Task instructions:
Output, without any change, the listing below from its opening line up to and including the line with "the bucket configuration.".

BEGIN Materials provided

//! Type-safe NATS KV store wrapper.

use std::marker::PhantomData;
use std::time::Duration;

use async_nats::jetstream::{self, kv};
use serde::de::DeserializeOwned;
use serde::{Deserialize, Serialize};

use super::{KvBucket, KvKey};
use crate::{Error, Result, TRACING_TARGET_KV};

/// Type-safe NATS KV store wrapper.
///
/// Generic over:
/// - `K`: The key type
/// - `V`: The value type to store (must be serializable)
/// - `B`: The bucket configuration (name, description, TTL)
#[derive(Clone)]
pub struct KvStore<K, V, B>
where
    K: KvKey,
    V: Serialize + DeserializeOwned + Send + Sync + 'static,
    B: KvBucket,
{
    store: kv::Store,
    _key: PhantomData<K>,
    _value: PhantomData<V>,
    _bucket: PhantomData<B>,
}

impl<K, V, B> KvStore<K, V, B>
where
    K: KvKey,
    V: Serialize + DeserializeOwned + Send + Sync + 'static,
    B: KvBucket,
{
    /// Create or get a KV bucket using the bucket configuration.
    #[tracing::instrument(skip(jetstream), target = TRACING_TARGET_KV)]
    pub(crate) async fn new(jetstream: &jetstream::Context) -> Result<Self> {
        Self::with_ttl(jetstream, B::TTL.unwrap_or_default()).await
    }

    /// Create or get a KV bucket with custom TTL.
    #[tracing::instrument(skip(jetstream), target = TRACING_TARGET_KV)]
    pub(crate) async fn with_ttl(jetstream: &jetstream::Context, ttl: Duration) -> Result<Self> {
        let config = kv::Config {
            bucket: B::NAME.to_string(),
            description: B::DESCRIPTION.to_string(),
            max_age: ttl,
            ..Default::default()
        };

        let store = match jetstream.get_key_value(B::NAME).await {
            Ok(store) => {
                tracing::debug!(
                    target: TRACING_TARGET_KV,
                    bucket = %B::NAME,
                    "Using existing KV bucket"
                );
                store
            }
            Err(_) => {
                tracing::debug!(
                    target: TRACING_TARGET_KV,
                    bucket = %B::NAME,
                    ttl_secs = ttl.as_secs(),
                    "Creating new KV bucket"
                );
                jetstream
                    .create_key_value(config)
                    .await
                    .map_err(|e| Error::operation("kv_create", e.to_string()))?
            }
        };

        Ok(Self {
            store,
            _key: PhantomData,
            _value: PhantomData,
            _bucket: PhantomData,
        })
    }

    /// Returns the bucket name.
    #[inline]
    pub fn bucket_name(&self) -> &'static str {
        B::NAME
    }

    /// Put a value into the store.
    #[tracing::instrument(skip(self, value), target = TRACING_TARGET_KV)]
    pub async fn put(&self, key: &K, value: &V) -> Result<KvEntry> {
        let key_str = key.to_string();
        let json = serde_json::to_vec(value)?;
        let size = json.len();
        let revision = self
            .store
            .put(&key_str, json.into())
            .await
            .map_err(|e| Error::operation("kv_put", e.to_string()))?;

        tracing::debug!(
            target: TRACING_TARGET_KV,
            key = %key_str,
            revision = revision,
            size_bytes = size,
            "Put value to KV store"
        );

        Ok(KvEntry {
            key: key_str,
            revision,
            size: size as u64,
        })
    }

    /// Get a value from the store.
    #[tracing::instrument(skip(self), target = TRACING_TARGET_KV)]
    pub async fn get(&self, key: &K) -> Result<Option<KvValue<V>>> {
        let key_str = key.to_string();
        match self.store.entry(&key_str).await {
            Ok(Some(entry)) => {
                let size = entry.value.len();
                let deserialized = serde_json::from_slice(&entry.value)?;
                tracing::debug!(
                    target: TRACING_TARGET_KV,
                    key = %key_str,
                    size_bytes = size,
                    revision = entry.revision,
                    "Retrieved value from KV store"
                );
                Ok(Some(KvValue {
                    key: key_str,
                    value: deserialized,
                    revision: entry.revision,
                }))
            }
            Ok(None) => {
                tracing::debug!(
                    target: TRACING_TARGET_KV,
                    key = %key_str,
                    "Key not found in KV store"
                );
                Ok(None)
            }
            Err(e) => Err(Error::operation("kv_get", e.to_string())),
        }
    }

    /// Get a value, returning just the data.
    #[tracing::instrument(skip(self), target = TRACING_TARGET_KV)]
    pub async fn get_value(&self, key: &K) -> Result<Option<V>> {
        Ok(self.get(key).await?.map(|kv| kv.value))
    }

    /// Delete a key from the store.
    #[tracing::instrument(skip(self), target = TRACING_TARGET_KV)]
    pub async fn delete(&self, key: &K) -> Result<()> {
        let key_str = key.to_string();
        self.store
            .purge(&key_str)
            .await
            .map_err(|e| Error::operation("kv_delete", e.to_string()))?;

        tracing::debug!(
            target: TRACING_TARGET_KV,
            key = %key_str,
            "Deleted key from KV store"
        );
        Ok(())
    }

    /// Check if a key exists in the store.
    #[tracing::instrument(skip(self), target = TRACING_TARGET_KV)]
    pub async fn exists(&self, key: &K) -> Result<bool> {
        let key_str = key.to_string();
        match self.store.get(&key_str).await {
            Ok(Some(_)) => Ok(true),
            Ok(None) => Ok(false),
            Err(e) => Err(Error::operation("kv_exists", e.to_string())),
        }
    }

    /// Update a value only if the revision matches (optimistic concurrency).
    #[tracing::instrument(skip(self, value), target = TRACING_TARGET_KV)]
    pub async fn update(&self, key: &K, value: &V, revision: u64) -> Result<KvEntry> {
        let key_str = key.to_string();
        let json = serde_json::to_vec(value)?;
        let size = json.len();
        let new_revision = self
            .store
            .update(&key_str, json.into(), revision)
            .await
            .map_err(|e| Error::operation("kv_update", e.to_string()))?;

        tracing::debug!(
            target: TRACING_TARGET_KV,
            key = %key_str,
            old_revision = revision,
            new_revision = new_revision,
            size_bytes = size,
            "Updated value in KV store"
        );

        Ok(KvEntry {
            key: key_str,
            revision: new_revision,
            size: size as u64,
        })
    }

    /// Get the underlying store reference.
    pub fn inner(&self) -> &kv::Store {
        &self.store
    }
}

/// KV entry metadata.
#[derive(Debug, Clone, Serialize, Deserialize)]
pub struct KvEntry {
    pub key: String,
    pub revision: u64,
    pub size: u64,
}

/// KV value with metadata.
#[derive(Debug, Clone, Serialize, Deserialize)]
pub struct KvValue<V> {
    pub key: String,
    pub value: V,
    pub revision: u64,
}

END Materials provided

Response:
//! Type-safe NATS KV store wrapper.

use std::marker::PhantomData;
use std::time::Duration;

use async_nats::jetstream::{self, kv};
use serde::de::DeserializeOwned;
use serde::{Deserialize, Serialize};

use super::{KvBucket, KvKey};
use crate::{Error, Result, TRACING_TARGET_KV};

/// Type-safe NATS KV store wrapper.
///
/// Generic over:
/// - `K`: The key type
/// - `V`: The value type to store (must be serializable)
/// - `B`: The bucket configuration (name, description, TTL)
#[derive(Clone)]
pub struct KvStore<K, V, B>
where
    K: KvKey,
    V: Serialize + DeserializeOwned + Send + Sync + 'static,
    B: KvBucket,
{
    store: kv::Store,
    _key: PhantomData<K>,
    _value: PhantomData<V>,
    _bucket: PhantomData<B>,
}

impl<K, V, B> KvStore<K, V, B>
where
    K: KvKey,
    V: Serialize + DeserializeOwned + Send + Sync + 'static,
    B: KvBucket,
{
    /// Create or get a KV bucket using the bucket configuration.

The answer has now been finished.